HDFCs are snakepits.

To answer your question, I'm nearly certain that what they did (short of the broker lying to you) is legal.

[I'm assuming you're saying the building holds a note, and you make payments directly to the coop corporation ... rather than that they required you to borrow from one particular third-party hard-money lender or the like. Apologies if I misunderstood.]

Whether it was smart of them is another story altogether. For an ordinary coop, definitely not. For a typical HDFC, with the poverty mentality that's rooted entirely in the present with no thought to the future, it might actually be somewhat sensible. Think lottery winners who blow their wads in no time at all.

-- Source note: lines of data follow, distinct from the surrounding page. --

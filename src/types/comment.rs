//! Input rows handed over by the ingestion layer.

use serde::{Deserialize, Serialize};
use std::collections::HashSet;

use super::error::{LensError, Result};
use super::utils::lenient_f64;

/// One customer comment, immutable once ingested.
#[derive(Debug, Clone, PartialEq, Serialize, Deserialize)]
pub struct CommentRecord {
    /// Stable index of the row in the original sheet
    pub row_id: usize,
    #[serde(alias = "comment", alias = "comentario")]
    pub text: String,
    /// Customer-provided NPS score; scale is normalized during reconciliation
    #[serde(
        default,
        alias = "nps",
        alias = "nota",
        deserialize_with = "lenient_f64",
        skip_serializing_if = "Option::is_none"
    )]
    pub nps_input_score: Option<f64>,
    #[serde(default, skip_serializing_if = "Option::is_none")]
    pub quality_note: Option<String>,
}

impl CommentRecord {
    pub fn new(row_id: usize, text: impl Into<String>) -> Self {
        Self {
            row_id,
            text: text.into(),
            nps_input_score: None,
            quality_note: None,
        }
    }

    pub fn with_score(mut self, score: f64) -> Self {
        self.nps_input_score = Some(score);
        self
    }

    pub fn char_count(&self) -> usize {
        self.text.chars().count()
    }
}

/// Pre-flight check: the set is non-empty and every row id is unique.
pub fn validate_rows(rows: &[CommentRecord]) -> Result<()> {
    if rows.is_empty() {
        return Err(LensError::input("no comment rows to analyze"));
    }
    let mut seen = HashSet::with_capacity(rows.len());
    for row in rows {
        if !seen.insert(row.row_id) {
            return Err(LensError::input(format!(
                "duplicate row_id {} in input",
                row.row_id
            )));
        }
    }
    Ok(())
}

#[cfg(test)]
mod tests {
    use super::*;

    #[test]
    fn test_deserialize_aliases_and_lenient_score() {
        let row: CommentRecord =
            serde_json::from_str(r#"{"row_id": 3, "comentario": "Muy bueno", "nota": "9"}"#)
                .unwrap();
        assert_eq!(row.row_id, 3);
        assert_eq!(row.text, "Muy bueno");
        assert_eq!(row.nps_input_score, Some(9.0));
        assert!(row.quality_note.is_none());
    }

    #[test]
    fn test_validate_rows() {
        assert!(validate_rows(&[]).is_err());
        let rows = vec![CommentRecord::new(0, "a"), CommentRecord::new(0, "b")];
        assert!(validate_rows(&rows).is_err());
        let rows = vec![CommentRecord::new(0, "a"), CommentRecord::new(1, "b")];
        assert!(validate_rows(&rows).is_ok());
    }
}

When these building converted to coop, some tenants chose not to buy their apartments for hundreds of dollars per ROOM, preferring the devil they knew (rent control/stabilization). So ownership conveyed to the new coop corporation. When those apartments turn over, the HDFC typically rents it out at market rate (for positive cash flow to keep maintenance down) or sells it (for a pot of gold to beef up capital and/or operating reserves).

Because of the pervasive renter mentality and aforementioned lack of foresight, they tend to try to keep the maintenance "affordable" at all cost. But a pot of gold MUST be spent down immediately, even if it's honest spending. Just kidding -- it never is!!!

So what your building appeared to do -- sell off the apartment while (maybe?) legally binding it as collateral, and ensuring ten years of cash flow on top of your maintenance -- might actually be smart, given the givens.

But I digress wildly ... why do you need to finance two years into a ten-year mortgage? You do know the various bank fees will more than kill any advantage in rates that a bank today might offer you, right? Assuming the loan rate from the building was anything close to what rates were two years ago (not much different from today).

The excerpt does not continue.